LYNPARZA® (olaparib) has been approved in the US for the adjuvant treatment of patients with germline BRCA-mutated (gBRCAm) HER2-negative high-risk early breast cancer who have already been treated with chemotherapy either before or after surgery.
The FDA approval was based on results from the OlympiA Phase III trial presented during the 2021 American Society of Clinical Oncology Annual Meeting and published in The New England Journal of Medicine. In the trial, the treatment demonstrated significant improvement in invasive disease-free survival, reducing the risk of invasive breast cancer recurrences, second cancers or death, by 42% versus placebo.

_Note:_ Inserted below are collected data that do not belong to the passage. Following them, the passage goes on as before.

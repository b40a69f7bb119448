//! Position model
//!
//! A position is created by a confirmed buy and only ever mutated by the
//! position manager. `filled_fraction` never increases, `peak_price` never
//! decreases, and each ladder level is recorded as hit at most once.

use chrono::{DateTime, Utc};
use dashmap::DashMap;
use serde::{Deserialize, Serialize};
use std::collections::BTreeSet;
use std::sync::Arc;

use crate::filter::types::Candidate;
use crate::strategy::exit_manager::{ExitTrigger, FRACTION_EPSILON};
use crate::strategy::types::Mode;
use crate::trading::types::{ExecutionReceipt, TradeIntent};

/// Lifecycle state
#[derive(Debug, Clone, Copy, PartialEq, Eq, Serialize, Deserialize)]
#[serde(rename_all = "snake_case")]
pub enum PositionStatus {
    Open,
    PartiallyClosed,
    Closed,
}

impl std::fmt::Display for PositionStatus {
    fn fmt(&self, f: &mut std::fmt::Formatter<'_>) -> std::fmt::Result {
        match self {
            PositionStatus::Open => write!(f, "open"),
            PositionStatus::PartiallyClosed => write!(f, "partially closed"),
            PositionStatus::Closed => write!(f, "closed"),
        }
    }
}

/// Exit submitted to the executor and not yet confirmed
#[derive(Debug, Clone, PartialEq, Serialize, Deserialize)]
pub struct ExitOrder {
    pub intent: TradeIntent,
    pub trigger: ExitTrigger,
    /// Fraction of the original position being sold
    pub fraction: f64,
    pub trigger_price: f64,
    pub submitted_at: DateTime<Utc>,
}

/// A single position in a token
#[derive(Debug, Clone, PartialEq, Serialize, Deserialize)]
pub struct Position {
    pub address: String,
    /// SOL spent on entry
    pub entry_sol: f64,
    /// Entry price in SOL per token
    pub entry_price: f64,
    pub opened_at: DateTime<Utc>,
    pub status: PositionStatus,
    /// Remaining share of the original size, 1.0 down to 0.0
    pub filled_fraction: f64,
    /// Ladder indices already taken
    pub exit_levels_hit: BTreeSet<usize>,
    pub peak_price: f64,
    pub trailing_armed: bool,
    pub mode: Mode,
    pub entry_signature: String,
    /// Candidate snapshot the entry was decided on
    pub features: Candidate,
    /// SOL received from confirmed exits so far
    pub realized_sol: f64,
    /// Terminal exit failures since the last confirmed exit
    pub failed_exit_attempts: u32,
    pub pending_exit: Option<ExitOrder>,
    pub last_price: f64,
}

impl Position {
    /// Open a position from a confirmed buy
    pub fn open(features: Candidate, intent: &TradeIntent, receipt: &ExecutionReceipt) -> Self {
        Self {
            address: intent.address.clone(),
            entry_sol: intent.size_sol,
            entry_price: receipt.price,
            opened_at: receipt.filled_at,
            status: PositionStatus::Open,
            filled_fraction: 1.0,
            exit_levels_hit: BTreeSet::new(),
            peak_price: receipt.price,
            trailing_armed: false,
            mode: intent.mode,
            entry_signature: receipt.signature.clone(),
            features,
            realized_sol: 0.0,
            failed_exit_attempts: 0,
            pending_exit: None,
            last_price: receipt.price,
        }
    }

    /// Record a price observation; returns true when this price armed the
    /// trailing stop
    pub fn observe_price(&mut self, price: f64, trailing_activation_pct: f64) -> bool {
        self.last_price = price;
        if price > self.peak_price {
            self.peak_price = price;
        }
        if !self.trailing_armed && price >= self.entry_price * (1.0 + trailing_activation_pct) {
            self.trailing_armed = true;
            return true;
        }
        false
    }

    /// Apply a confirmed exit of `fraction` (of the original size) filled at
    /// `fill_price`. Returns the fraction actually removed.
    pub fn apply_exit(&mut self, trigger: &ExitTrigger, fraction: f64, fill_price: f64) -> f64 {
        let exited = fraction.clamp(0.0, self.filled_fraction);

        self.filled_fraction -= exited;
        if self.filled_fraction <= FRACTION_EPSILON {
            self.filled_fraction = 0.0;
        }
        if self.entry_price > 0.0 {
            self.realized_sol += self.entry_sol * exited * fill_price / self.entry_price;
        }
        if let ExitTrigger::TakeProfit { level, .. } = trigger {
            self.exit_levels_hit.insert(*level);
        }

        self.status = if self.filled_fraction == 0.0 {
            PositionStatus::Closed
        } else {
            PositionStatus::PartiallyClosed
        };
        exited
    }

    pub fn is_closed(&self) -> bool {
        self.status == PositionStatus::Closed
    }

    /// Realized P&L in SOL, counting only exited portions
    pub fn realized_pnl_sol(&self) -> f64 {
        self.realized_sol - self.entry_sol * (1.0 - self.filled_fraction)
    }

    /// Return on the whole entry, once closed
    pub fn realized_return_pct(&self) -> f64 {
        if self.entry_sol == 0.0 {
            return 0.0;
        }
        (self.realized_sol / self.entry_sol - 1.0) * 100.0
    }

    /// Calculate unrealized P&L percentage at the last observed price
    pub fn unrealized_pnl_pct(&self) -> f64 {
        if self.entry_price == 0.0 {
            return 0.0;
        }
        (self.last_price / self.entry_price - 1.0) * 100.0
    }

    pub fn hold_secs(&self, now: DateTime<Utc>) -> i64 {
        (now - self.opened_at).num_seconds()
    }
}

/// Daily trading statistics
#[derive(Debug, Clone, Default, Serialize, Deserialize)]
pub struct DailyStats {
    pub date: String,
    pub total_trades: u32,
    pub winning_trades: u32,
    pub losing_trades: u32,
    pub total_profit_sol: f64,
    pub total_loss_sol: f64,
    pub net_pnl_sol: f64,
}

impl DailyStats {
    pub fn new(now: DateTime<Utc>) -> Self {
        Self {
            date: now.format("%Y-%m-%d").to_string(),
            ..Default::default()
        }
    }

    /// Record a closed trade, starting a new day first if the date changed
    pub fn record_trade(&mut self, pnl_sol: f64, now: DateTime<Utc>) {
        let today = now.format("%Y-%m-%d").to_string();
        if today != self.date {
            *self = Self::new(now);
        }

        self.total_trades += 1;
        if pnl_sol >= 0.0 {
            self.winning_trades += 1;
            self.total_profit_sol += pnl_sol;
        } else {
            self.losing_trades += 1;
            self.total_loss_sol += pnl_sol.abs();
        }
        self.net_pnl_sol = self.total_profit_sol - self.total_loss_sol;
    }

    pub fn win_rate(&self) -> f64 {
        if self.total_trades == 0 {
            return 0.0;
        }
        (self.winning_trades as f64 / self.total_trades as f64) * 100.0
    }
}

/// Read-only view of open positions, published by the position manager
#[derive(Debug, Clone, Default)]
pub struct PositionBook {
    positions: Arc<DashMap<String, Position>>,
}

impl PositionBook {
    pub fn new() -> Self {
        Self::default()
    }

    pub fn contains(&self, address: &str) -> bool {
        self.positions.contains_key(address)
    }

    pub fn get(&self, address: &str) -> Option<Position> {
        self.positions.get(address).map(|p| p.clone())
    }

    /// All positions, sorted by address
    pub fn all(&self) -> Vec<Position> {
        let mut positions: Vec<Position> = self.positions.iter().map(|p| p.clone()).collect();
        positions.sort_by(|a, b| a.address.cmp(&b.address));
        positions
    }

    pub fn len(&self) -> usize {
        self.positions.len()
    }

    pub fn is_empty(&self) -> bool {
        self.positions.is_empty()
    }

    pub(crate) fn publish(&self, position: &Position) {
        self.positions
            .insert(position.address.clone(), position.clone());
    }

    pub(crate) fn remove(&self, address: &str) {
        self.positions.remove(address);
    }
}

#[cfg(test)]
mod tests {
    use super::*;
    use crate::test_support::position;
    use chrono::TimeZone;

    #[test]
    fn test_partial_then_full_exit() {
        let mut p = position("Mint111", 1.0);
        let tp = ExitTrigger::TakeProfit { level: 0, multiplier: 2.0 };

        assert_eq!(p.apply_exit(&tp, 0.4, 2.0), 0.4);
        assert_eq!(p.status, PositionStatus::PartiallyClosed);
        assert!(p.exit_levels_hit.contains(&0));

        let exited = p.apply_exit(&ExitTrigger::StopLoss, 1.0, 0.5);
        assert!((exited - 0.6).abs() < 1e-12);
        assert_eq!(p.filled_fraction, 0.0);
        assert!(p.is_closed());

        // 0.1 SOL entry: 0.4 sold at 2x, 0.6 sold at 0.5x
        assert!((p.realized_sol - (0.08 + 0.03)).abs() < 1e-12);
        assert!((p.realized_return_pct() - 10.0).abs() < 1e-9);
    }

    #[test]
    fn test_filled_fraction_never_increases() {
        let mut p = position("Mint111", 1.0);
        p.apply_exit(&ExitTrigger::StopLoss, -0.5, 1.0);
        assert_eq!(p.filled_fraction, 1.0);
        p.apply_exit(&ExitTrigger::StopLoss, 0.3, 1.0);
        assert!((p.filled_fraction - 0.7).abs() < 1e-12);
    }

    #[test]
    fn test_peak_never_decreases() {
        let mut p = position("Mint111", 1.0);
        assert!(!p.observe_price(1.3, 0.5));
        assert!(p.observe_price(1.6, 0.5));
        assert!(!p.observe_price(1.1, 0.5));
        assert_eq!(p.peak_price, 1.6);
        assert!(p.trailing_armed);
        assert_eq!(p.last_price, 1.1);
    }

    #[test]
    fn test_daily_stats_roll_over() {
        let day1 = Utc.with_ymd_and_hms(2024, 6, 1, 23, 0, 0).unwrap();
        let day2 = Utc.with_ymd_and_hms(2024, 6, 2, 1, 0, 0).unwrap();
        let mut stats = DailyStats::new(day1);
        stats.record_trade(0.1, day1);
        stats.record_trade(-0.05, day1);
        assert_eq!(stats.total_trades, 2);
        assert_eq!(stats.win_rate(), 50.0);

        stats.record_trade(0.2, day2);
        assert_eq!(stats.date, "2024-06-02");
        assert_eq!(stats.total_trades, 1);
    }

    #[test]
    fn test_book_publish_and_remove() {
        let p = position("Mint111", 1.0);
        let book = PositionBook::new();
        book.publish(&p);
        assert!(book.contains("Mint111"));
        book.remove("Mint111");
        assert!(book.is_empty());
    }
}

“Today’s approval of olaparib is great news for patients with a specific inherited form of breast cancer,” said Professor Andrew Tutt, Global Chair of the OlympiA Phase III trial and Professor of Oncology at The Institute of Cancer Research, London and King’s College London. “Most breast cancers are identified in the early stages and many patients will do very well, but for those with higher risk disease at diagnosis, the risk of cancer returning can be unacceptably high and new treatment options are needed. OlympiA has shown that identifying a BRCA1/2 mutation in women with high risk disease opens the additional option of eligibility for olaparib treatment, which reduces the risk of recurrence and improves survival for these breast cancer patients.”
Breast cancer is the most diagnosed cancer worldwide, with an estimated 2.3 million patients diagnosed in 2020. Almost 91% of all breast cancer patients in the US are diagnosed at an early stage of disease, and BRCA mutations are found in approximately 5-10% of patients.
LYNPARZA is now indicated for the adjuvant treatment of adult patients with deleterious or suspected deleterious gBRCAm HER2-negative high-risk early breast cancer who have been treated with neoadjuvant or adjuvant chemotherapy. Patients are to be selected for treatment based on an FDA-approved companion diagnostic test for LYNPARZA.